Kuliner khas Mandar satu ini berbahan tepung terigu dan gula merah.
Rasanya manis dan empuk di lidah, apalagi jika disantap saat masih hangat.
Kudapan satu ini mudah dijumpai di wilayah Polman, Majene dan Mamuju.
Banyak dijajakan di warung-warung pinggir jalan.
Bolu Paranggi dapat bertahan satu minggu atau tujuh hari.
Serta sedikit panas api dari bawah tungku atau alat tradisional yang masih digunakan.
Bahan utama tepung terigu, gula merah, air dan pengembang dicampur jadi adonan kue.
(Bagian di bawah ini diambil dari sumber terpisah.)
// Match state: turn order, recorded throws for the current round, cumulative score

use crate::config::WINS_TO_TAKE_MATCH;
use crate::error::GameError;
use crate::round;
use crate::types::{MatchScore, PlayerId, RoundOutcome, ThrowRecord};
use crate::{debug_match, debug_round};
use log::info;

#[derive(Debug, Clone, Copy, PartialEq, Eq)]
pub enum Phase {
    AwaitingPlayer1Throw,
    AwaitingPlayer2Throw,
    MatchComplete(PlayerId),
}

/// Distances recorded so far in the round being played.
#[derive(Debug, Clone, Copy, PartialEq, Eq, Default)]
pub struct RoundThrows {
    pub player1: Option<u32>,
    pub player2: Option<u32>,
}

impl RoundThrows {
    pub fn distance(&self, player: PlayerId) -> Option<u32> {
        match player {
            PlayerId::One => self.player1,
            PlayerId::Two => self.player2,
        }
    }
}

#[derive(Debug, Clone)]
pub struct MatchState {
    score: MatchScore,
    throws: RoundThrows,
    winner: Option<PlayerId>,
    round: u32,
    last_round: Option<RoundOutcome>,
}

impl MatchState {
    pub fn new() -> Self {
        MatchState {
            score: MatchScore::default(),
            throws: RoundThrows::default(),
            winner: None,
            round: 1,
            last_round: None,
        }
    }

    pub fn score(&self) -> MatchScore {
        self.score
    }

    pub fn throws(&self) -> RoundThrows {
        self.throws
    }

    pub fn winner(&self) -> Option<PlayerId> {
        self.winner
    }

    /// Number of the round in progress (or the final round once complete).
    pub fn round(&self) -> u32 {
        self.round
    }

    pub fn last_round(&self) -> Option<RoundOutcome> {
        self.last_round
    }

    pub fn phase(&self) -> Phase {
        if let Some(winner) = self.winner {
            Phase::MatchComplete(winner)
        } else if self.throws.player1.is_none() {
            Phase::AwaitingPlayer1Throw
        } else {
            Phase::AwaitingPlayer2Throw
        }
    }

    /// Whether turn order lets `player` throw right now.
    pub fn can_throw(&self, player: PlayerId) -> bool {
        matches!(
            (self.phase(), player),
            (Phase::AwaitingPlayer1Throw, PlayerId::One) | (Phase::AwaitingPlayer2Throw, PlayerId::Two)
        )
    }

    /// Record a landed throw.
    ///
    /// Out-of-turn throws and throws after the match is decided are ignored.
    /// Player 2's throw closes the round: both distances are consumed, the
    /// round winner scores, and the outcome is returned.
    pub fn record_throw(&mut self, record: ThrowRecord) -> Result<Option<RoundOutcome>, GameError> {
        if !self.can_throw(record.player) {
            debug_match!(
                "Ignoring {}m from {} in phase {:?}",
                record.distance_meters,
                record.player,
                self.phase()
            );
            return Ok(None);
        }
        round::check_distance(record.player, record.distance_meters)?;

        match record.player {
            PlayerId::One => {
                self.throws.player1 = Some(record.distance_meters);
                debug_match!("Round {}: {} recorded {}m", self.round, record.player, record.distance_meters);
                return Ok(None);
            }
            PlayerId::Two => self.throws.player2 = Some(record.distance_meters),
        }
        let (Some(player1_distance), Some(player2_distance)) = (self.throws.player1, self.throws.player2) else {
            return Ok(None);
        };

        let winner = round::resolve(player1_distance, player2_distance)?;
        self.throws = RoundThrows::default();
        self.score.award(winner);

        let outcome = RoundOutcome {
            round: self.round,
            winner,
            player1_distance,
            player2_distance,
        };
        self.last_round = Some(outcome);
        debug_round!(
            "Round {}: {}m vs {}m, {} takes it ({}-{})",
            outcome.round,
            player1_distance,
            player2_distance,
            winner,
            self.score.player1_wins,
            self.score.player2_wins
        );

        if self.score.wins(winner) >= WINS_TO_TAKE_MATCH {
            self.winner = Some(winner);
            info!(
                "{} wins the match {}-{}",
                winner, self.score.player1_wins, self.score.player2_wins
            );
        } else {
            self.round += 1;
        }

        Ok(Some(outcome))
    }

    /// Back to a fresh match.
    pub fn reset(&mut self) {
        *self = MatchState::new();
        info!("Match reset");
    }
}

impl Default for MatchState {
    fn default() -> Self {
        Self::new()
    }
}

#[cfg(test)]
mod tests {
    use super::*;

    fn throw(player: PlayerId, distance_meters: u32) -> ThrowRecord {
        ThrowRecord {
            player,
            distance_meters,
        }
    }

    // Plays one full round and returns its outcome
    fn play_round(state: &mut MatchState, p1: u32, p2: u32) -> Option<RoundOutcome> {
        assert_eq!(state.record_throw(throw(PlayerId::One, p1)), Ok(None));
        state.record_throw(throw(PlayerId::Two, p2)).unwrap()
    }

    #[test]
    fn test_initial_state() {
        let state = MatchState::new();
        assert_eq!(state.phase(), Phase::AwaitingPlayer1Throw);
        assert_eq!(state.score(), MatchScore::default());
        assert_eq!(state.winner(), None);
        assert_eq!(state.round(), 1);
        assert!(state.can_throw(PlayerId::One));
        assert!(!state.can_throw(PlayerId::Two));
    }

    #[test]
    fn test_turn_order() {
        let mut state = MatchState::new();
        // Player 2 cannot open the round
        assert_eq!(state.record_throw(throw(PlayerId::Two, 90)), Ok(None));
        assert_eq!(state.throws(), RoundThrows::default());

        state.record_throw(throw(PlayerId::One, 75)).unwrap();
        assert_eq!(state.phase(), Phase::AwaitingPlayer2Throw);
        assert!(!state.can_throw(PlayerId::One));
        assert!(state.can_throw(PlayerId::Two));

        // Second throw from Player 1 in the same round is ignored
        assert_eq!(state.record_throw(throw(PlayerId::One, 99)), Ok(None));
        assert_eq!(state.throws().player1, Some(75));
    }

    #[test]
    fn test_round_clears_throws() {
        let mut state = MatchState::new();
        let outcome = play_round(&mut state, 80, 65).unwrap();
        assert_eq!(
            outcome,
            RoundOutcome {
                round: 1,
                winner: PlayerId::One,
                player1_distance: 80,
                player2_distance: 65,
            }
        );
        assert_eq!(state.throws(), RoundThrows::default());
        assert_eq!(state.score(), MatchScore { player1_wins: 1, player2_wins: 0 });
        assert_eq!(state.phase(), Phase::AwaitingPlayer1Throw);
        assert_eq!(state.round(), 2);
        assert_eq!(state.last_round(), Some(outcome));
    }

    #[test]
    fn test_tie_round() {
        let mut state = MatchState::new();
        let outcome = play_round(&mut state, 70, 70).unwrap();
        assert_eq!(outcome.winner, PlayerId::One);
    }

    #[test]
    fn test_match_completes_at_three_wins() {
        let mut state = MatchState::new();
        play_round(&mut state, 80, 65);
        play_round(&mut state, 80, 65);
        assert_eq!(state.winner(), None);
        play_round(&mut state, 80, 65);

        assert_eq!(state.winner(), Some(PlayerId::One));
        assert_eq!(state.phase(), Phase::MatchComplete(PlayerId::One));
        assert_eq!(state.score(), MatchScore { player1_wins: 3, player2_wins: 0 });
        assert_eq!(state.round(), 3);
    }

    #[test]
    fn test_no_changes_after_completion() {
        let mut state = MatchState::new();
        for _ in 0..3 {
            play_round(&mut state, 55, 95);
        }
        assert_eq!(state.winner(), Some(PlayerId::Two));
        let score = state.score();

        assert!(!state.can_throw(PlayerId::One));
        assert!(!state.can_throw(PlayerId::Two));
        assert_eq!(state.record_throw(throw(PlayerId::One, 100)), Ok(None));
        assert_eq!(state.record_throw(throw(PlayerId::Two, 100)), Ok(None));
        assert_eq!(state.score(), score);
        assert_eq!(state.throws(), RoundThrows::default());
    }

    #[test]
    fn test_close_match_goes_the_distance() {
        let mut state = MatchState::new();
        play_round(&mut state, 90, 60); // 1-0
        play_round(&mut state, 60, 90); // 1-1
        play_round(&mut state, 60, 90); // 1-2
        play_round(&mut state, 90, 60); // 2-2
        assert_eq!(state.winner(), None);
        play_round(&mut state, 61, 62); // 2-3
        assert_eq!(state.winner(), Some(PlayerId::Two));
        assert_eq!(state.round(), 5);
    }

    #[test]
    fn test_reset() {
        let mut state = MatchState::new();
        for _ in 0..3 {
            play_round(&mut state, 80, 65);
        }
        state.reset();
        assert_eq!(state.score(), MatchScore::default());
        assert_eq!(state.winner(), None);
        assert_eq!(state.round(), 1);
        assert_eq!(state.last_round(), None);
        assert_eq!(state.phase(), Phase::AwaitingPlayer1Throw);

        // Mid-round reset drops the pending throw
        state.record_throw(throw(PlayerId::One, 88)).unwrap();
        state.reset();
        assert_eq!(state.throws(), RoundThrows::default());
    }

    #[test]
    fn test_invalid_distance_keeps_round_open() {
        let mut state = MatchState::new();
        state.record_throw(throw(PlayerId::One, 70)).unwrap();
        assert!(state.record_throw(throw(PlayerId::Two, 140)).is_err());
        assert_eq!(state.throws().player1, Some(70));
        assert_eq!(state.score(), MatchScore::default());

        let mut state = MatchState::new();
        assert!(state.record_throw(throw(PlayerId::One, 20)).is_err());
        assert_eq!(state.phase(), Phase::AwaitingPlayer1Throw);
    }
}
Setelah itu, cetakan diolesi sedikit mentega, agar adonan kue Bolu Paranggi tidak lengket dan mudah terlepas.
Adonan kue tersebut dituang dalam cetakan, lalu ditutup dengan penutup yang telah dipanaskan.
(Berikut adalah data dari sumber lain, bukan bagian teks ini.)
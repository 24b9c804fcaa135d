use crate::config::{MAX_THROW_DISTANCE, MIN_THROW_DISTANCE};
use crate::error::GameError;
use crate::types::PlayerId;

/// Reject distances the throw generator can never produce.
pub(crate) fn check_distance(player: PlayerId, distance: u32) -> Result<(), GameError> {
    if (MIN_THROW_DISTANCE..=MAX_THROW_DISTANCE).contains(&distance) {
        Ok(())
    } else {
        Err(GameError::DistanceOutOfRange {
            player,
            distance,
            min: MIN_THROW_DISTANCE,
            max: MAX_THROW_DISTANCE,
        })
    }
}

/// Decide a round from both players' distances.
///
/// Player 2 must throw strictly further to win; an exact tie goes to Player 1.
pub fn resolve(player1_distance: u32, player2_distance: u32) -> Result<PlayerId, GameError> {
    check_distance(PlayerId::One, player1_distance)?;
    check_distance(PlayerId::Two, player2_distance)?;

    if player2_distance > player1_distance {
        Ok(PlayerId::Two)
    } else {
        Ok(PlayerId::One)
    }
}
“Tidak bagus juga kalau terlalu panas, jadi harus kita rasakan penutupnya sudah panas, atau belum," ungkapnya.
Sumarni menyebut, Bolu Paranggi buatannya dapat bertahan selama satu minggu, peminatnya pun dari berbagai daerah.
Bahkan, kata Sumarni, sudah ada dari Jakarta, Kendari dan Makassar yang perna memesan kuenya.
Ia bersama menantunya, Intan, sudah hampir dua tahun berjualan Bolu Paranggi.
Setiap harinya ada 30 kilogram tepung terigu, dan 30 bungkus gula merah yang ia habiskan jadi kue.
"Satu kue dijual seribu rupiah, keuntungan tiap harinya itu Rp 300 ribu, itu sudah bersih keluar mi modalnya," ungkap Sumarni.
Ia mengaku, belajar resep membuat Bolu Paranggi dari neneknya, diajarkan dari turun temurun.
Kini ia mengajari menantunya, yang tiap hari membuat kue di tungku panas.
Tiap hari Sumarni juga membeli kayu bakar, serta membeli 30 kilogram tepung terigu, dan 30 bungkus gula merah sebagai bahan utama.
Dalam sehari Sumarni memperoleh keuntungan Rp 300 ribu per hari, sebulan ia meraup untung Rp 9 juta.
"Tapi keuntungan itu berputar, modal usaha, gaji menantu dan kebutuhan sehari-hari juga," ungkapnya.(Tribunnews.com/Tribun-Sulbar.com/Fahrun Ramli)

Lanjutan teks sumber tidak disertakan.